Argh.....made me headace actually!!! So back to my original plan, to be a lecturer..I asked my Prof how mush is the basic salary for lecturer. And she said RM4000 ++. Wow...that is good enough. Master degree's offer letter is in my hand. So what shall i do? Continue study and be a lecturer???? So i think again about my salary if i take the offer...converted to to malaysia currency it is about RM15000(depends on the exchange rate). Wow...thats good money!!! Accomadition and transport will be provided. Good enough i think!! So yesterday and last night i was looking for my flight ticket direct from KL to London. And return way tickets about RM8000 -RM12000. I did checked Malaysia airlines, Cathay pacific, Singapore airlines, British airlines, Emiriates airline.
In fact, some of the airlines will stop at Dubai and also Hong Kong and the to London. Well..i do not mind about the price, because the company will pay for it.
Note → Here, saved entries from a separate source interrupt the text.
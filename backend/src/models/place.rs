//! The `Place` domain object exchanged with the presentation layer.
//!
//! A place is an ordered attribute map (identifier, coordinates, demand, ...).
//! Input places are flattened into a [`Table`](crate::table::Table) through
//! [`Place::to_dict`]; solver output rows come back through [`Place::from_dict`].

use serde::{Deserialize, Serialize};
use serde_json::{Map, Value};

/// A single tabular record: named attributes in insertion order.
pub type Record = Map<String, Value>;

/// A candidate or input site.
#[derive(Debug, Clone, Default, PartialEq, Serialize, Deserialize)]
#[serde(transparent)]
pub struct Place {
    attributes: Record,
}

impl Place {
    /// Create a place with no attributes.
    pub fn new() -> Self {
        Self::default()
    }

    /// Build a place from a record.
    pub fn from_dict(attributes: Record) -> Self {
        Self { attributes }
    }

    /// Serialize the place into a record, preserving attribute order.
    pub fn to_dict(&self) -> Record {
        self.attributes.clone()
    }

    /// Consume the place and return its record.
    pub fn into_dict(self) -> Record {
        self.attributes
    }

    /// Builder-style attribute setter.
    pub fn with(mut self, key: impl Into<String>, value: impl Into<Value>) -> Self {
        self.attributes.insert(key.into(), value.into());
        self
    }

    pub fn get(&self, key: &str) -> Option<&Value> {
        self.attributes.get(key)
    }

    pub fn get_str(&self, key: &str) -> Option<&str> {
        self.attributes.get(key).and_then(Value::as_str)
    }

    /// Numeric attribute; numbers encoded as strings (as CSV outputs often are) are parsed.
    pub fn get_f64(&self, key: &str) -> Option<f64> {
        match self.attributes.get(key)? {
            Value::Number(n) => n.as_f64(),
            Value::String(s) => s.trim().parse().ok(),
            _ => None,
        }
    }

    /// The `id` attribute rendered as a string, whether stored as text or number.
    pub fn id(&self) -> Option<String> {
        match self.attributes.get("id")? {
            Value::String(s) => Some(s.clone()),
            Value::Number(n) => Some(n.to_string()),
            _ => None,
        }
    }

    pub fn keys(&self) -> impl Iterator<Item = &str> {
        self.attributes.keys().map(String::as_str)
    }

    pub fn len(&self) -> usize {
        self.attributes.len()
    }

    pub fn is_empty(&self) -> bool {
        self.attributes.is_empty()
    }
}

impl From<Record> for Place {
    fn from(attributes: Record) -> Self {
        Self::from_dict(attributes)
    }
}
//! Date-indexed sample matrix.
//!
//! Each row is keyed by the day its *label* belongs to, not by the last day
//! of its window: the row for `D` holds the `look_back` values for
//! `D - look_back ..= D - 1` and, once known, the value for `D`.
//!
//! Rows live in a `BTreeMap`, so a date owns at most one row and "latest"
//! is simply the last key.

use std::collections::BTreeMap;

use chrono::NaiveDate;

use crate::domain::calendar::shift_date;
use crate::error::{ForecastError, Result};

/// One row of the sample matrix.
#[derive(Debug, Clone, PartialEq)]
pub struct SampleRow {
    pub window: Vec<f64>,
    /// Observed or predicted value for the row's date. `None` for the row
    /// a rollout has just opened.
    pub label: Option<f64>,
}

/// A window resolved for a lookup, plus the date it actually came from.
#[derive(Debug, Clone, PartialEq)]
pub struct Lookup {
    pub window: Vec<f64>,
    pub resolved_date: NaiveDate,
    /// True when `resolved_date` differs from the requested date.
    pub fell_back: bool,
}

#[derive(Debug, Clone, PartialEq)]
pub struct SampleStore {
    look_back: usize,
    rows: BTreeMap<NaiveDate, SampleRow>,
}

impl SampleStore {
    /// Build one row per window.
    ///
    /// `dates[i]` must already be the label day of `windows[i]` (the caller
    /// shifts by `look_back`), and `labels[i]` its observed value.
    pub fn build(dates: &[NaiveDate], windows: Vec<Vec<f64>>, labels: &[f64]) -> Result<Self> {
        if dates.len() != windows.len() || labels.len() != windows.len() {
            return Err(ForecastError::InvalidSeries(format!(
                "{} dates, {} windows and {} labels do not line up",
                dates.len(),
                windows.len(),
                labels.len()
            )));
        }
        let look_back = windows.first().map(Vec::len).ok_or(ForecastError::InsufficientHistory {
            needed: 1,
            available: 0,
        })?;
        if look_back == 0 || windows.iter().any(|w| w.len() != look_back) {
            return Err(ForecastError::InvalidSeries("windows must share a non-zero width".to_string()));
        }

        let mut rows = BTreeMap::new();
        for ((&date, window), &label) in dates.iter().zip(windows).zip(labels) {
            let row = SampleRow {
                window,
                label: Some(label),
            };
            if rows.insert(date, row).is_some() {
                return Err(ForecastError::InvalidSeries(format!("duplicate sample date {date}")));
            }
        }

        Ok(Self { look_back, rows })
    }

    pub fn look_back(&self) -> usize {
        self.look_back
    }

    pub fn len(&self) -> usize {
        self.rows.len()
    }

    pub fn is_empty(&self) -> bool {
        self.rows.is_empty()
    }

    pub fn row(&self, date: NaiveDate) -> Option<&SampleRow> {
        self.rows.get(&date)
    }

    pub fn latest_date(&self) -> Option<NaiveDate> {
        self.rows.keys().next_back().copied()
    }

    /// Rows in date order.
    pub fn iter(&self) -> impl Iterator<Item = (NaiveDate, &SampleRow)> {
        self.rows.iter().map(|(d, r)| (*d, r))
    }

    /// The window for `date`, or the latest row's window when `date` has no row.
    pub fn lookup(&self, date: NaiveDate) -> Result<Lookup> {
        if let Some(row) = self.rows.get(&date) {
            return Ok(Lookup {
                window: row.window.clone(),
                resolved_date: date,
                fell_back: false,
            });
        }

        let (&latest, row) = self.rows.iter().next_back().ok_or(ForecastError::InsufficientHistory {
            needed: 1,
            available: 0,
        })?;
        Ok(Lookup {
            window: row.window.clone(),
            resolved_date: latest,
            fell_back: true,
        })
    }

    /// Record `predicted` as the value for `date` and open the row for the
    /// next day with the window shifted left by one.
    ///
    /// An existing row for the next day gets the new window but keeps its
    /// label, so an observed value inside the history survives the rollout.
    /// Repeating the call never duplicates rows. Returns the next day.
    pub fn extend(&mut self, date: NaiveDate, predicted: f64) -> Result<NaiveDate> {
        let next = shift_date(date, 1)?;

        let row = self
            .rows
            .get_mut(&date)
            .ok_or_else(|| ForecastError::InvalidRequest(format!("no sample row for {date}")))?;
        row.label = Some(predicted);

        let mut window = Vec::with_capacity(self.look_back);
        window.extend_from_slice(&row.window[1..]);
        window.push(predicted);

        let label = self.rows.get(&next).and_then(|r| r.label);
        self.rows.insert(next, SampleRow { window, label });
        Ok(next)
    }
}
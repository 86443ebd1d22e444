//! Point-prediction models consumed by the rollout.
//!
//! Models are plain values behind the [`Predictor`] trait so the rollout code
//! stays generic over where predictions come from.

pub mod model;

pub use model::*;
But i do mind the very long journey...argh!!!! (scary actually). So i was so tired to think about it and Got up and had my shower this morning. I picked up my dirty chlotes and put into my beg. Hahaha...took the train from shah alam and go to the terminal station. Now i'm currently in the termanal station and waiting my bus. Sorry dudes, i have to be rambler today. I was so boring and i really need to empty my mind. I think this is my longest post I've written.
Friday, 5 December 2008
Yeah my thesis published!!!
Wednesday, 3 December 2008
My ex-gf's SMS
"Hello, Happy Belated day. I'm sorry I could not wish you yesterday. I was so busy with my professional certificate. I will be back to Sabah maybe be for just a week before fly to the UK for a job. Wish you had a great bday and may God bless you always. Andrik here" (just in case if she already deleted my number)
So she replied me:
"Thank you very much Andrik. I thought you forgot it already. You know what, i was about to call you yesterday. I just wanna hear your wish. Thank you at last i heard it from you. Opss..I almost forgot good luck in your job. May God always be with you whereever."
So i just smile on her message. Last night i'm about going to bed. My mobile phone beeping...and i checked into my inbox and i saw her message again.
"Andrik, I wanna ask you something. I hope you answer me honestly but if you think it is difficult for you...nevermind. I'll understand. I have no rite to force you. Who knows, maybe i'll feel more relief if i know the trudth. Andrik do you really throw away all your feeling for me and not even left a piece of it insode your heart? and is there a chance for us 2b together again?"
OMG....Now I really realize she is in deep love with me. I never think about it anymore. I mean i just assume she is my friend now and i never think to be his gf. In fact, at this moment i am really focus on my studies and career. I am so sorry to her. But she always the best and all my memories with her will never dissapeared.